• **Task statement**
Scan the data below for the string "PaintedFrame". Show every line where it turns up.

• **Records for the exercise**
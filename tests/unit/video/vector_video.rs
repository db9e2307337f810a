use super::*;

fn small_opts() -> VectorVideoOpts {
    VectorVideoOpts {
        width: 64,
        height: 48,
        ..VectorVideoOpts::default()
    }
}

#[test]
fn defaults_match_standalone_video() {
    let opts = VectorVideoOpts::default();
    assert_eq!((opts.width, opts.height, opts.fps), (1920, 1080, 24));
    assert_eq!(opts.max_vectors, 15_000);
    assert_eq!(opts.style, OverlayStyle::emphasized());
    assert!(opts.captions);
    assert_eq!(opts.caption_font, None);
}

#[test]
fn single_frame_uses_side_by_side_style() {
    let cfg = VisualizationConfig {
        max_vectors_per_frame: 9,
        ..VisualizationConfig::default()
    };
    let opts = VectorVideoOpts::single_frame(&cfg);
    assert_eq!(opts.style, cfg.overlay);
    assert_ne!(opts.style, cfg.video_overlay);
    assert_eq!(opts.max_vectors, 9);
}

#[test]
fn from_config_takes_cap_and_video_style() {
    let cfg = VisualizationConfig {
        max_vectors_per_frame: 7,
        ..VisualizationConfig::default()
    };
    let opts = VectorVideoOpts::from_config(&cfg);
    assert_eq!(opts.max_vectors, 7);
    assert_eq!(opts.style, cfg.video_overlay);
    assert_eq!(opts.width, 1920);
}

#[test]
fn paint_clears_previous_frame() {
    let opts = small_opts();
    let renderer = opts.renderer();
    let mut canvas = Raster::black(64, 48).unwrap();

    let first = [MotionVectorRecord::new(1, (5.0, 5.0), (40.0, 5.0))];
    assert_eq!(paint_vector_frame(&mut canvas, &first, &renderer, 10).unwrap().drawn, 1);
    assert_ne!(canvas.pixel(20, 5).unwrap(), [0, 0, 0, 255]);

    let still = [MotionVectorRecord::new(2, (5.0, 5.0), (6.0, 5.0))];
    assert_eq!(
        paint_vector_frame(&mut canvas, &still, &renderer, 10).unwrap(),
        PaintedFrame::default()
    );
    assert!(canvas.data.chunks_exact(4).all(|px| px == [0, 0, 0, 255]));
}

#[test]
fn paint_respects_cap() {
    let opts = small_opts();
    let rows: Vec<_> = (0..10)
        .map(|i| MotionVectorRecord::new(1, (1.0, f64::from(i) * 4.0), (30.0, f64::from(i) * 4.0)))
        .collect();
    let mut canvas = Raster::black(64, 48).unwrap();
    let painted = paint_vector_frame(&mut canvas, &rows, &opts.renderer(), 3).unwrap();
    assert_eq!(painted, PaintedFrame { reduced: 3, drawn: 3 });
}

#[test]
fn frame_png_is_written() {
    let table = VectorTable::from_records(vec![
        MotionVectorRecord::new(3, (4.0, 4.0), (30.0, 20.0)),
        MotionVectorRecord::new(4, (4.0, 4.0), (30.0, 20.0)),
    ]);
    let out = Path::new("target/unit_video/frame3.png");
    let drawn = render_frame_png(&table, 3, out, &small_opts()).unwrap();
    assert_eq!(drawn, 1);
    let img = image::open(out).unwrap();
    assert_eq!((img.width(), img.height()), (64, 48));
}

#[test]
fn absent_frame_gives_black_png() {
    let table = VectorTable::from_records(vec![MotionVectorRecord::new(
        3,
        (4.0, 4.0),
        (30.0, 20.0),
    )]);
    let out = Path::new("target/unit_video/frame9.png");
    assert_eq!(render_frame_png(&table, 9, out, &small_opts()).unwrap(), 0);
    let img = image::open(out).unwrap().to_rgba8();
    assert!(img.pixels().all(|p| p.0 == [0, 0, 0, 255]));
}

#[test]
fn empty_table_is_rejected_before_ffmpeg() {
    let err = render_vector_video(
        &VectorTable::default(),
        Path::new("target/unit_video/empty.mp4"),
        &small_opts(),
    )
    .unwrap_err();
    assert!(matches!(err, MvError::Validation(_)), "{err}");
}

fn lit_pixels(canvas: &Raster, x0: u32, y0: u32, x1: u32, y1: u32) -> usize {
    (y0..y1)
        .flat_map(|y| (x0..x1).map(move |x| (x, y)))
        .filter(|&(x, y)| {
            let [r, g, b, _] = canvas.pixel(x, y).unwrap();
            r > 128 && g > 128 && b > 128
        })
        .count()
}

#[test]
fn video_frame_captions_land_top_left() {
    let mut captions =
        CaptionRenderer::from_path(Path::new("tests/data/fonts/DejaVuSans.ttf"), Rgb8::WHITE)
            .unwrap();
    let renderer = OverlayRenderer::new(MagnitudePolicy::default(), OverlayStyle::emphasized());
    let mut canvas = Raster::black(400, 300).unwrap();
    // One vector far from the caption area, one too short to survive reduction.
    let rows = [
        MotionVectorRecord::new(42, (200.0, 250.0), (380.0, 250.0)),
        MotionVectorRecord::new(42, (10.0, 290.0), (11.0, 290.0)),
    ];

    let painted =
        paint_video_frame(&mut canvas, 42, &rows, &renderer, Some(&mut captions), 100).unwrap();
    assert_eq!(painted, PaintedFrame { reduced: 1, drawn: 1 });

    assert!(lit_pixels(&canvas, 50, 10, 350, 51) > 50, "frame caption missing");
    assert!(lit_pixels(&canvas, 50, 70, 350, 101) > 50, "vectors caption missing");
    assert_eq!(lit_pixels(&canvas, 0, 0, 45, 120), 0);
}

#[test]
fn video_frame_without_captions_leaves_corner_black() {
    let renderer = OverlayRenderer::new(MagnitudePolicy::default(), OverlayStyle::emphasized());
    let mut canvas = Raster::black(400, 300).unwrap();
    let rows = [MotionVectorRecord::new(1, (200.0, 250.0), (380.0, 250.0))];
    paint_video_frame(&mut canvas, 1, &rows, &renderer, None, 100).unwrap();
    assert_eq!(lit_pixels(&canvas, 0, 0, 400, 120), 0);
}

#[test]
fn configured_caption_font_must_exist() {
    let table = VectorTable::from_records(vec![MotionVectorRecord::new(1, (0.0, 0.0), (9.0, 9.0))]);
    let opts = VectorVideoOpts {
        caption_font: Some(PathBuf::from("tests/data/fonts/none.ttf")),
        ..small_opts()
    };
    let err = render_vector_video(&table, Path::new("target/unit_video/nofont.mp4"), &opts)
        .unwrap_err();
    assert!(matches!(err, MvError::FileNotFound(_)), "{err}");
}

• **Answer to this exercise**
        PaintedFrame::default()
    assert_eq!(painted, PaintedFrame { reduced: 3, drawn: 3 });
    assert_eq!(painted, PaintedFrame { reduced: 1, drawn: 1 });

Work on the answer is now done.